* _Brief_
Your answer should be the lines below from the one holding "repository 69e4e12159416082" through the one holding "#[serde(default, deny_unknown_fields)]", copied exactly and with nothing else.

START The data

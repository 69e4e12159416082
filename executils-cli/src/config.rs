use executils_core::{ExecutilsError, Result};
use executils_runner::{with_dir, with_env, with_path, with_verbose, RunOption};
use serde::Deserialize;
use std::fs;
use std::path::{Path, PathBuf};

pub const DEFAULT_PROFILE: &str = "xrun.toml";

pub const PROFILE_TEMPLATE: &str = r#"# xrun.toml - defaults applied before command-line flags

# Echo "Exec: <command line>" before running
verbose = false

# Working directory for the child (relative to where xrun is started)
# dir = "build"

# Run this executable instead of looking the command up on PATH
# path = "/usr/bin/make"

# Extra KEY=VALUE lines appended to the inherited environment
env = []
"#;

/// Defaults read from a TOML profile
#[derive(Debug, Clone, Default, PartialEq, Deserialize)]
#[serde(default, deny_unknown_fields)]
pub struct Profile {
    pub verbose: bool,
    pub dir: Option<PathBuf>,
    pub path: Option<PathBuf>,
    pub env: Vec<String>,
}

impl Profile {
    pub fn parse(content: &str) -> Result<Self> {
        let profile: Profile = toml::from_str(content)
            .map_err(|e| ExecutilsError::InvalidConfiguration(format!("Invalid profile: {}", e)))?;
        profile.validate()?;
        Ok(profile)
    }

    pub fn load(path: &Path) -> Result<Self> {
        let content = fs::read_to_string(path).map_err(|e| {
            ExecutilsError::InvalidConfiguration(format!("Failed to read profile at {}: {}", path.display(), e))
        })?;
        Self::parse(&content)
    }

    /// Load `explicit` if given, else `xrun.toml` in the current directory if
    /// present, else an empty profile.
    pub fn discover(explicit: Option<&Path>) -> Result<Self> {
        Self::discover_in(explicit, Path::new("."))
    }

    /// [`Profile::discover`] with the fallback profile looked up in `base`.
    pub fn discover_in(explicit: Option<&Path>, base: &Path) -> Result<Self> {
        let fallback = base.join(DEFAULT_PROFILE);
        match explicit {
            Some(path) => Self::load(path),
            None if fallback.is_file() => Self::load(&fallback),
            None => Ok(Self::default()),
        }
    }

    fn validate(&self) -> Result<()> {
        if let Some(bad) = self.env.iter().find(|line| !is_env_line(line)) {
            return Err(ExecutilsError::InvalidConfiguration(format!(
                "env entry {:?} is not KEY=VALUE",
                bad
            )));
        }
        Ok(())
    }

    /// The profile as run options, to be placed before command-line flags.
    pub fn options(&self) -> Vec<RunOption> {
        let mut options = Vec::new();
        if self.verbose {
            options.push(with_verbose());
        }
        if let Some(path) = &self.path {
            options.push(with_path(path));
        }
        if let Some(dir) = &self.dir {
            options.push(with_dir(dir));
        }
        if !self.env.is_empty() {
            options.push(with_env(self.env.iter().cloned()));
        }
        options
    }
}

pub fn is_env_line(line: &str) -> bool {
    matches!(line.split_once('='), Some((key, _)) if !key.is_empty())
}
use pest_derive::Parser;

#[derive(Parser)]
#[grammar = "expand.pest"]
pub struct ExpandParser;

END The data
START The data

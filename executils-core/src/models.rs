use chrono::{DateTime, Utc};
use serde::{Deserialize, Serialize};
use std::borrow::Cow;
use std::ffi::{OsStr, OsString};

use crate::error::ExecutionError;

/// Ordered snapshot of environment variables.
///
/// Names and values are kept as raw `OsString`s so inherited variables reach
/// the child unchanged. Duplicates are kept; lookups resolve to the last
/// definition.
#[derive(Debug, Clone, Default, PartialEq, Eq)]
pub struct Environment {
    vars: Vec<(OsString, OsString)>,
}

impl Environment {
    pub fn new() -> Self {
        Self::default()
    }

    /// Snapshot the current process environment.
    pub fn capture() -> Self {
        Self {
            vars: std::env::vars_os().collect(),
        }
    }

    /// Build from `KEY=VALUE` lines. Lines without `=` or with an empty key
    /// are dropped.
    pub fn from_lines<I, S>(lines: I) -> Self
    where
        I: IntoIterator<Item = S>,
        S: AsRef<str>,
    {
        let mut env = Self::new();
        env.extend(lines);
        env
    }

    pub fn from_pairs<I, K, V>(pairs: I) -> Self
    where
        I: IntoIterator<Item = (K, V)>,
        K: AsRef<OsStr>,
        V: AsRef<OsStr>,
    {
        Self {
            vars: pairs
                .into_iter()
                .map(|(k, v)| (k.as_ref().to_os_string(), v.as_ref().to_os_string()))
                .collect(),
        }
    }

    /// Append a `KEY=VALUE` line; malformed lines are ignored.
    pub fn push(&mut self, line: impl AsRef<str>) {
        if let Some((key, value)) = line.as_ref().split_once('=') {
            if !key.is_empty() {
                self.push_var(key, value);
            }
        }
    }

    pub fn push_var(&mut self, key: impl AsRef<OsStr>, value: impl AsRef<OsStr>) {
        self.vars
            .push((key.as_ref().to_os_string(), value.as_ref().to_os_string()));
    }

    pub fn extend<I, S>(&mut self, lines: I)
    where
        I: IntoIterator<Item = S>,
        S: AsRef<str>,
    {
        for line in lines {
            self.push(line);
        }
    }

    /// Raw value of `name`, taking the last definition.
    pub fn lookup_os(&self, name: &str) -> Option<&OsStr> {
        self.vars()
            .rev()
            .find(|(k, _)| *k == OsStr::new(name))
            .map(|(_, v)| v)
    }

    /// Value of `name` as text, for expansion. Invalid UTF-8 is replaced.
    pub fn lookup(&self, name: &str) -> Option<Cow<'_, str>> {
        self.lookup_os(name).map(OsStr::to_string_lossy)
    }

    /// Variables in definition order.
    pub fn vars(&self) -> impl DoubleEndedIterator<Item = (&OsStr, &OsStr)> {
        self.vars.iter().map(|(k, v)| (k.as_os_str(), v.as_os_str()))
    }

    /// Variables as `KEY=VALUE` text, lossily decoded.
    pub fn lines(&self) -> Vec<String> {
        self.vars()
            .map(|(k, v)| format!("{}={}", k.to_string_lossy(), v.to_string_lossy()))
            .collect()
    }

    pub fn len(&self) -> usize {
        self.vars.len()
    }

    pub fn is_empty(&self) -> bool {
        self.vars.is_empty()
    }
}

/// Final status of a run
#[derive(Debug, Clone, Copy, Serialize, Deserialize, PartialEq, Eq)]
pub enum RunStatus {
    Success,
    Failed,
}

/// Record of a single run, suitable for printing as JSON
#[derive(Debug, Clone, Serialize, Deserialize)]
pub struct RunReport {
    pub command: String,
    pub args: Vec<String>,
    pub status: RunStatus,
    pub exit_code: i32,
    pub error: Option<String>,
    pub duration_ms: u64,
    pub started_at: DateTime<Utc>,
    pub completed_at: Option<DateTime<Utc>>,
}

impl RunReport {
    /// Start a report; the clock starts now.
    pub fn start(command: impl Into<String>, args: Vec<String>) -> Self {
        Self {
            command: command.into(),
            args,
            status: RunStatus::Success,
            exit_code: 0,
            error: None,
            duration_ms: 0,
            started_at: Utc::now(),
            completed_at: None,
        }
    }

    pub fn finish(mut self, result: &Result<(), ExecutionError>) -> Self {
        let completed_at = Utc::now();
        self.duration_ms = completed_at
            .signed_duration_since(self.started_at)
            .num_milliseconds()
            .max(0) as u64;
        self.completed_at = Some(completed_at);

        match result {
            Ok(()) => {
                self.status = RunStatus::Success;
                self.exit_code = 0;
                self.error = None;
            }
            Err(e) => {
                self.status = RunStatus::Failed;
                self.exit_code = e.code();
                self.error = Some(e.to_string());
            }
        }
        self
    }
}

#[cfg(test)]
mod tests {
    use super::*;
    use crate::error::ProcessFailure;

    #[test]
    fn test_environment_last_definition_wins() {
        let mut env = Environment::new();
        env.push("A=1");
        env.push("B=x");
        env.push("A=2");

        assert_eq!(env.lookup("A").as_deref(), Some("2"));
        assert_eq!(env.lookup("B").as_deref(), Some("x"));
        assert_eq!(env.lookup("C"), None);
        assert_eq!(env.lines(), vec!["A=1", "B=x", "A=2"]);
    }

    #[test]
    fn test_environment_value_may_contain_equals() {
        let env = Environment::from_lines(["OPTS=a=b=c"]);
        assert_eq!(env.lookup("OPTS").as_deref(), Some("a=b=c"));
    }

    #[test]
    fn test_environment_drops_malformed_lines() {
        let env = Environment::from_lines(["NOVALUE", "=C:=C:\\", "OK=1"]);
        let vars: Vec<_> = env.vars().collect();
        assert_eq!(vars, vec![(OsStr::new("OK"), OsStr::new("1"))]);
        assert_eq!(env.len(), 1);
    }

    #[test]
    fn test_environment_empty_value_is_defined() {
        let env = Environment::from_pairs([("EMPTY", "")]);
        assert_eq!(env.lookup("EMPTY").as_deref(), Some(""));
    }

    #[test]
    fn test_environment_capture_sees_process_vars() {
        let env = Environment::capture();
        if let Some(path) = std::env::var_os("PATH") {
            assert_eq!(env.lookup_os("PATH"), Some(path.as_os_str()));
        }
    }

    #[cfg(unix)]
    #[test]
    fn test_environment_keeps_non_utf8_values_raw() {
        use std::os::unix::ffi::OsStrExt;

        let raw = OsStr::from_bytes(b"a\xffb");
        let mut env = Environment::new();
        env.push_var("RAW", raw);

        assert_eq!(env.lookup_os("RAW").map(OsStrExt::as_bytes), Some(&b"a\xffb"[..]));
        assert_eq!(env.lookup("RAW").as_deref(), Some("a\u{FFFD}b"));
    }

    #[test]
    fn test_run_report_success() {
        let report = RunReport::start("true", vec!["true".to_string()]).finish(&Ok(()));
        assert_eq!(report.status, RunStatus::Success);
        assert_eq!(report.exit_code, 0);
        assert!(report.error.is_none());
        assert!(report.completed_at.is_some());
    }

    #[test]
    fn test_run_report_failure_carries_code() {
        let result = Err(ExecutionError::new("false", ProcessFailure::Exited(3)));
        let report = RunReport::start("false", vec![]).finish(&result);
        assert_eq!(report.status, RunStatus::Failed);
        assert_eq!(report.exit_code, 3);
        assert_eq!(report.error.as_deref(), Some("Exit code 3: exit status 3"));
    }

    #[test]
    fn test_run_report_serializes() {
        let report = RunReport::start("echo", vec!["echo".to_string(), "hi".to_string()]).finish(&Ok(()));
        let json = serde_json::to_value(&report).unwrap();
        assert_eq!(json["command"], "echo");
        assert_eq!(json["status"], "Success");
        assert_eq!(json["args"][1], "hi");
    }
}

END The data
START The data

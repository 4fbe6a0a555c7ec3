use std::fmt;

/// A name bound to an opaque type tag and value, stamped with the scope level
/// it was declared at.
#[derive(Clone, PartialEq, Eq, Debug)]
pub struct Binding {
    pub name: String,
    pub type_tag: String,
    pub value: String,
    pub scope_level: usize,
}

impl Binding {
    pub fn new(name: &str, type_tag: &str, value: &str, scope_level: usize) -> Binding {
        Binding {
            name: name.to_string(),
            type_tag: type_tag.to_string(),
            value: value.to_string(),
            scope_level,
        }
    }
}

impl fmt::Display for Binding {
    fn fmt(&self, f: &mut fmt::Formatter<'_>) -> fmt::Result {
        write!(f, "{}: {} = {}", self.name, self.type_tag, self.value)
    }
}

END The data

* _Response_
repository 69e4e12159416082
filename executils-cli/src/config.rs
use executils_core::{ExecutilsError, Result};
use executils_runner::{with_dir, with_env, with_path, with_verbose, RunOption};
use serde::Deserialize;
use std::fs;
use std::path::{Path, PathBuf};

pub const DEFAULT_PROFILE: &str = "xrun.toml";

pub const PROFILE_TEMPLATE: &str = r#"# xrun.toml - defaults applied before command-line flags

# Echo "Exec: <command line>" before running
verbose = false

# Working directory for the child (relative to where xrun is started)
# dir = "build"

# Run this executable instead of looking the command up on PATH
# path = "/usr/bin/make"

# Extra KEY=VALUE lines appended to the inherited environment
env = []
"#;

/// Defaults read from a TOML profile
#[derive(Debug, Clone, Default, PartialEq, Deserialize)]
#[serde(default, deny_unknown_fields)]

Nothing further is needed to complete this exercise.